### Exercise requirements
After finding the line with "let review = state" in the entries below, retype exactly each line from there through the line with "repository 7439e697dd3d1125", including that final line.

### Excerpted records
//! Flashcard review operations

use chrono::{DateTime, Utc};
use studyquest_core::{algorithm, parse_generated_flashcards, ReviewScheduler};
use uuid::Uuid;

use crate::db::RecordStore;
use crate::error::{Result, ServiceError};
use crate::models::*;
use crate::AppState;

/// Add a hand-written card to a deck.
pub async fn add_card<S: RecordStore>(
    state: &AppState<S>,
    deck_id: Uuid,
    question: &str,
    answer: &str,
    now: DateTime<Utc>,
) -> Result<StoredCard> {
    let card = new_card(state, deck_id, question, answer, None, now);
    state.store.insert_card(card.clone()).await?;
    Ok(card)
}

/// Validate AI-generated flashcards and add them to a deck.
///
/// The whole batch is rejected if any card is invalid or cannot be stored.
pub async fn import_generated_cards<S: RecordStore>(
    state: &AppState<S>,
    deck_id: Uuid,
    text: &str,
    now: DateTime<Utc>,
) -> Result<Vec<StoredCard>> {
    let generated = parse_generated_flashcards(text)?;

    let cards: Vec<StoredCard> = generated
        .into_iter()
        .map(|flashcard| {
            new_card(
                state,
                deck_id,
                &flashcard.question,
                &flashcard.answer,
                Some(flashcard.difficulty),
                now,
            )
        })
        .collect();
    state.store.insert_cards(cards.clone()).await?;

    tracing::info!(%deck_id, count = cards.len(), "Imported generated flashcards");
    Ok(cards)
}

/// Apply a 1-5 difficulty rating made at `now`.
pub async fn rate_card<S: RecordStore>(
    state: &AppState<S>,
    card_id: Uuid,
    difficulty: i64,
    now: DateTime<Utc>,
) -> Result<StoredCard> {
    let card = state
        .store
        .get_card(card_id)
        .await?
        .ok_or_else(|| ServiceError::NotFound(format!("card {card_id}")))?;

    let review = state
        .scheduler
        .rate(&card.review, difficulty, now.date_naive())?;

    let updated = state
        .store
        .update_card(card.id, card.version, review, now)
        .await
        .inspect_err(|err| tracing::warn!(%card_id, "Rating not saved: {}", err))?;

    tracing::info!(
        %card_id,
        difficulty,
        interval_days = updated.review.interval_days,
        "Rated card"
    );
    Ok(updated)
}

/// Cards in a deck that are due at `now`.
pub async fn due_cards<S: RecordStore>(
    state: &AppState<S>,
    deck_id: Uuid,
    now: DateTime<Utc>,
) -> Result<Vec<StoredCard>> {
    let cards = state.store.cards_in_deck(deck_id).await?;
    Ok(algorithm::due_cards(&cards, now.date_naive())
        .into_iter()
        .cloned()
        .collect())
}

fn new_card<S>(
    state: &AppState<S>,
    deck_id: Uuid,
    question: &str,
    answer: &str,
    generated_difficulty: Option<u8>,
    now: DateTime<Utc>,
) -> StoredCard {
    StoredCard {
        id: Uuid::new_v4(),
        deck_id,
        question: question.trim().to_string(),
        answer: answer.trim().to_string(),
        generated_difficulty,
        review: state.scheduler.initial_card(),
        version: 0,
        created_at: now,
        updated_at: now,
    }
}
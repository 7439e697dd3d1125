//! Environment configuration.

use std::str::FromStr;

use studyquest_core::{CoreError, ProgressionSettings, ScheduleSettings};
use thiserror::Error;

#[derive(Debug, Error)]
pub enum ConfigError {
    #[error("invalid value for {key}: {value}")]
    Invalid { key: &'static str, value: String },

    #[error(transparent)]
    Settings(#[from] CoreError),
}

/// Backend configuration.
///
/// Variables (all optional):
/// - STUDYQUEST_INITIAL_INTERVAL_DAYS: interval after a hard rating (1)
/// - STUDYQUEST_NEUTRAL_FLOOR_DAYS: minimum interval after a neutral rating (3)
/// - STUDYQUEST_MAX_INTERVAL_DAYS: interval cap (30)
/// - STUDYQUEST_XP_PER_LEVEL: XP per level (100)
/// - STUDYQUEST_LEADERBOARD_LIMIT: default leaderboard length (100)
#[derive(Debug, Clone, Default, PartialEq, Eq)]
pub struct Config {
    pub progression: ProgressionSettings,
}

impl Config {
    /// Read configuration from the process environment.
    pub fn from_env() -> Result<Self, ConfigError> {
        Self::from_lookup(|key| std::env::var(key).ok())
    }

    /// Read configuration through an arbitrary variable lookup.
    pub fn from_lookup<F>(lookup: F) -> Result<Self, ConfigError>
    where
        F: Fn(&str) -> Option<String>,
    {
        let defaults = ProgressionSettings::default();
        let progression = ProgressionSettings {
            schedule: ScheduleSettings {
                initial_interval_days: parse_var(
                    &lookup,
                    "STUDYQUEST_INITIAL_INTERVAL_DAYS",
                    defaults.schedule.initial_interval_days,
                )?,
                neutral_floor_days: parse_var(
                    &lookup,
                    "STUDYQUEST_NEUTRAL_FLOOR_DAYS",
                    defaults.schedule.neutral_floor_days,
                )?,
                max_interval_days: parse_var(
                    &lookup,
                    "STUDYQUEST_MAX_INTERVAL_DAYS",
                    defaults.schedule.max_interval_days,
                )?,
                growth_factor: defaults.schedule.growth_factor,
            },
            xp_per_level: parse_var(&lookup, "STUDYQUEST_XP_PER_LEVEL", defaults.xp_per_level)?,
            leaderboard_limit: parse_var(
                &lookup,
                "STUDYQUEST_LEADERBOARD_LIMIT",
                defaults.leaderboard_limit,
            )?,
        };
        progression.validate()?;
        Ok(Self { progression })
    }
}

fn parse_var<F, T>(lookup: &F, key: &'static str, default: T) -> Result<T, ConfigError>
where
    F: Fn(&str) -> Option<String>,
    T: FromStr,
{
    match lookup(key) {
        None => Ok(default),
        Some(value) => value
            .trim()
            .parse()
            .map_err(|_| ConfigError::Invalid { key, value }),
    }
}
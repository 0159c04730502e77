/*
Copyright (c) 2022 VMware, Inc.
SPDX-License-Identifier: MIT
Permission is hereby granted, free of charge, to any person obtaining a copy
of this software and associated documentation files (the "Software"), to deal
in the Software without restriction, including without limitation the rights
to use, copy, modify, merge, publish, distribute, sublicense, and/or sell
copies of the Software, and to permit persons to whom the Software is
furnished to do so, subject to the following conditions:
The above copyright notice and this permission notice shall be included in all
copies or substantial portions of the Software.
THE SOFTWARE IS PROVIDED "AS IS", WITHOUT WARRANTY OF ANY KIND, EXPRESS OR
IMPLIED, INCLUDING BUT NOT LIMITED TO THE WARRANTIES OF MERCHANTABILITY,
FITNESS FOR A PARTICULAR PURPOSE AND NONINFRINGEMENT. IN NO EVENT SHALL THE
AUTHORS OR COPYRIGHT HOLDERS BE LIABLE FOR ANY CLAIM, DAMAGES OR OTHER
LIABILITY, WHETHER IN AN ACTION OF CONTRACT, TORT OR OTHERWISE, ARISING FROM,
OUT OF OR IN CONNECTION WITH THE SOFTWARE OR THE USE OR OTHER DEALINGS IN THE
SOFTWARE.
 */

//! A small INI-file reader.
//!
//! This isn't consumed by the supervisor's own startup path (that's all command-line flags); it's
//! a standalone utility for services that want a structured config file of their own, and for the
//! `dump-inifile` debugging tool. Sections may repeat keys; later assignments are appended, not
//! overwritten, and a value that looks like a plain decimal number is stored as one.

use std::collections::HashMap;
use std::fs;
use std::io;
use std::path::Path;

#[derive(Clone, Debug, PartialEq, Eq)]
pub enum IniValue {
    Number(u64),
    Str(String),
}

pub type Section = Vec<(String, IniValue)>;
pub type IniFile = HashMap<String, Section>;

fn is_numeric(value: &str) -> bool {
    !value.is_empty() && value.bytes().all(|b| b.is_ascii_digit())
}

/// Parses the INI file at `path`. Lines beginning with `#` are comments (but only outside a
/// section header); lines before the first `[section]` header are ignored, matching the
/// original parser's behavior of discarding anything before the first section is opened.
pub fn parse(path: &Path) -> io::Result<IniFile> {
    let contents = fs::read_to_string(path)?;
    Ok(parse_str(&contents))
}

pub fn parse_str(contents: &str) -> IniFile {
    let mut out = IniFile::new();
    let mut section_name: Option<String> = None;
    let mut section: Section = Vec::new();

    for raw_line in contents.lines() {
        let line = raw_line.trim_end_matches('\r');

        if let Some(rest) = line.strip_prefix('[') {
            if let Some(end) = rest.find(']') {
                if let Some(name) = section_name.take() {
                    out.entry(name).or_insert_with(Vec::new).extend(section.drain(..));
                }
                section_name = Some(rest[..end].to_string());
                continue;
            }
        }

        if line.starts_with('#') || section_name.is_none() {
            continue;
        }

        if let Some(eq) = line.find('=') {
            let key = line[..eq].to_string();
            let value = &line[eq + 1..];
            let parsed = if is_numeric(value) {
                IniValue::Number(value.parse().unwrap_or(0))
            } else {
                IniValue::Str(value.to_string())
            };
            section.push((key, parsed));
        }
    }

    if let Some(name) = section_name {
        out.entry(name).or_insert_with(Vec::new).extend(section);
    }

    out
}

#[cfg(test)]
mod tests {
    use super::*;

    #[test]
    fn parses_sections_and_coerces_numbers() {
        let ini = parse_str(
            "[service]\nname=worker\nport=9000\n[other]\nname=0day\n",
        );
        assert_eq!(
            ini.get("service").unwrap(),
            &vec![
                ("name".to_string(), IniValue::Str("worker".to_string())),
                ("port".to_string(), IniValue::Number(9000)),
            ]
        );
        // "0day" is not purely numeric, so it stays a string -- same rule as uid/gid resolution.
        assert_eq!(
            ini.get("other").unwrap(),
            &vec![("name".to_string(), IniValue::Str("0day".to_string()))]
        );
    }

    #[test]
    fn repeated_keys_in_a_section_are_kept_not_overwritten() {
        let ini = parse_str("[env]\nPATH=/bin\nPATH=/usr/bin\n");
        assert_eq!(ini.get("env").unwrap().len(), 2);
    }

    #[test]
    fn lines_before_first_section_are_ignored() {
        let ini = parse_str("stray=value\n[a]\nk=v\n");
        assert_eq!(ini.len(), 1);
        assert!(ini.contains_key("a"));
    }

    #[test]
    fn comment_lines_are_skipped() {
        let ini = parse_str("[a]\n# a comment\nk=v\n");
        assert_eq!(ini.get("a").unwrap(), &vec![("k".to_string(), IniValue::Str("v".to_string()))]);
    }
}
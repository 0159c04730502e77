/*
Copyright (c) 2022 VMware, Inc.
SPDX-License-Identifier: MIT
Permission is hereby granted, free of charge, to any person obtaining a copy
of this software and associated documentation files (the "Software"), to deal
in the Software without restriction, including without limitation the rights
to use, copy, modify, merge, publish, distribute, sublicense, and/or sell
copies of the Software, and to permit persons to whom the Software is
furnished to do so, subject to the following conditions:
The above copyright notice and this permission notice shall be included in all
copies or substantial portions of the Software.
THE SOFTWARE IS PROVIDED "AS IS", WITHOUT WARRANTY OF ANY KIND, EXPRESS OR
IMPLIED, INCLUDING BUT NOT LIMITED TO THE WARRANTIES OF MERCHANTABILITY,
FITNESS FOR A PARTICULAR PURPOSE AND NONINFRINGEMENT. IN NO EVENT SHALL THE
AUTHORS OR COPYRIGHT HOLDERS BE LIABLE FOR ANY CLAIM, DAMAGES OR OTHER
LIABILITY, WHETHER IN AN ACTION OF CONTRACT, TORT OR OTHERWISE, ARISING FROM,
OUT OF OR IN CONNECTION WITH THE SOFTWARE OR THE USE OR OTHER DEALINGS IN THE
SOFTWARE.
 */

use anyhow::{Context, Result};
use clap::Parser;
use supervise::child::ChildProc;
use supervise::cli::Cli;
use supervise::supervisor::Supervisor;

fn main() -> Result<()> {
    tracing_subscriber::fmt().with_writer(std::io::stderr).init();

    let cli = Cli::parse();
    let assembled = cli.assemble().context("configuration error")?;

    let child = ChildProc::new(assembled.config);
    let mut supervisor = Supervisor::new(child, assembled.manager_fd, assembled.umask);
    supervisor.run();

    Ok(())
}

### Answer area
    let review = state
        .scheduler
        .rate(&card.review, difficulty, now.date_naive())?;

    let updated = state
        .store
        .update_card(card.id, card.version, review, now)
        .await
        .inspect_err(|err| tracing::warn!(%card_id, "Rating not saved: {}", err))?;

    tracing::info!(
        %card_id,
        difficulty,
        interval_days = updated.review.interval_days,
        "Rated card"
    );
    Ok(updated)
}

/// Cards in a deck that are due at `now`.
pub async fn due_cards<S: RecordStore>(
    state: &AppState<S>,
    deck_id: Uuid,
    now: DateTime<Utc>,
) -> Result<Vec<StoredCard>> {
    let cards = state.store.cards_in_deck(deck_id).await?;
    Ok(algorithm::due_cards(&cards, now.date_naive())
        .into_iter()
        .cloned()
        .collect())
}

fn new_card<S>(
    state: &AppState<S>,
    deck_id: Uuid,
    question: &str,
    answer: &str,
    generated_difficulty: Option<u8>,
    now: DateTime<Utc>,
) -> StoredCard {
    StoredCard {
        id: Uuid::new_v4(),
        deck_id,
        question: question.trim().to_string(),
        answer: answer.trim().to_string(),
        generated_difficulty,
        review: state.scheduler.initial_card(),
        version: 0,
        created_at: now,
        updated_at: now,
    }
}
repository 7439e697dd3d1125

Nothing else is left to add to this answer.